Friday, December 21, 2007

SQL Optimization: Substring Joins

The DBA at my current client has some mad T-SQL skills.  He took a naïve join implementation I had written and improved its performance by three orders of magnitude.

My initial query looked something like this:

SELECT A.*, B.* FROM A JOIN B ON A.Message LIKE '%' + B.Identifier + '%'

Obviously this isn't the best situation in the first place. We don't have a clean relation between these two tables, instead we've got to pick out an identifier (GUID/uniqueidentifier) from a larger text field. Notwithstanding some obvious ETL or trigger possibilities, the statement above seems the simplest solution. The only problem is it is slooow.

The DBA had a great optimization which was essentially to tease out the identifier from the field as you would if you were writing a trigger to create a join column. Putting this in your query allows you to join on this derived column in your code. The performance implications are well above what I would have guessed them to be, operating–as I am–from naïveté. Here's the generalized solution based on our example above:

SELECT B.*, J.* FROM B JOIN
(
  SELECT A2.*,
  CAST(SUBSTRING(A2.Message, A2.GuidStart, A2.GuidEnd - A2.GuidStart) AS uniqueidentifier) AS JoinGuid
  FROM
  (
    SELECT A1.*,
    CHARINDEX('TokenAfterGuid', A1.Message, A1.Start) as GuidEnd
    FROM
    (
      SELECT A.*,
      CHARINDEX('TokenBeforeGuid:', A.Message) + LEN('TokenBeforeGuid:') + 1 AS GuidStart
      FROM A
    ) AS A1
  ) AS A2
) ON B.Guid = J.JoinGuid

Of course, you would expand the wildcard (*) references. This is really a great technique considering the performance ramifications. Certainly in our case, where the query was for a view, this was a wonderful improvement.  Obviously, the best option from a performance stand point would be to tease out the uniqueidentifier in an INSERT/UPDATE trigger, create an index on the new column, and join the tables on that; however, in situations where you don't have the option of doing ETL or triggers this can be useful.

Sunday, December 16, 2007

Liking LINQ: The Learning Curve

This is the second post in a series on Language Integrated Query.  I'm pushing LINQ's buttons and bumping into some of its boundaries. 

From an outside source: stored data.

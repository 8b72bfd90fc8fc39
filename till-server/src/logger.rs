//! Logging Infrastructure
//!
//! Structured logging setup with support for both development and production
//! environments.

use std::path::Path;

/// Initialize the logger with defaults (info level, stdout)
pub fn init_logger() {
    init_logger_with_file(None, None);
}

/// Initialize the logger with optional file output
pub fn init_logger_with_file(log_level: Option<&str>, log_dir: Option<&str>) {
    let level = log_level.unwrap_or("info");

    let subscriber = tracing_subscriber::fmt()
        .with_max_level(level.parse().unwrap_or(tracing::Level::INFO))
        .with_file(false)
        .with_line_number(false)
        .with_thread_ids(false)
        .with_target(false);

    // Add file output if log_dir is provided
    if let Some(dir) = log_dir {
        let log_path = Path::new(dir);
        if log_path.exists()
            && let Some(dir_str) = log_path.to_str()
        {
            let file_appender = tracing_appender::rolling::daily(dir_str, "till-server");
            subscriber.with_writer(file_appender).init();
            return;
        }
    }

    subscriber.init();
}
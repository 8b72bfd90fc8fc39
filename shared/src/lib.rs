//! Shared types for the till order-staging engine
//!
//! Domain models, change-bus event types, and id/time utilities used by
//! both the engine and its consumers (terminals, station displays).

pub mod event;
pub mod models;
pub mod util;

// Re-exports
pub use serde::{Deserialize, Serialize};

pub use event::{BusEvent, ChangeKind, ChangePayload, Topic};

Every abstraction leaks at some point, and LINQ to SQL is no exception.  Consider the following code:

NorthwindDataContext d = new NorthwindDataContext(); 
int? quantityThreshold = null;
var sales = from p in d.Products
join od in d.Order_Details on p.ProductID equals od.ProductID
where !p.Discontinued && (quantityThreshold.HasValue ? od.Quantity >= quantityThreshold.Value : true)
select p;



So, when you begin fetching data out of "sales" you'll see the problem.  A run-time error is thrown because the expression tree visitor attempts to greedily evaluate quantityThreshold.Value.  Let's try to move the evaluation out of the LINQ expression.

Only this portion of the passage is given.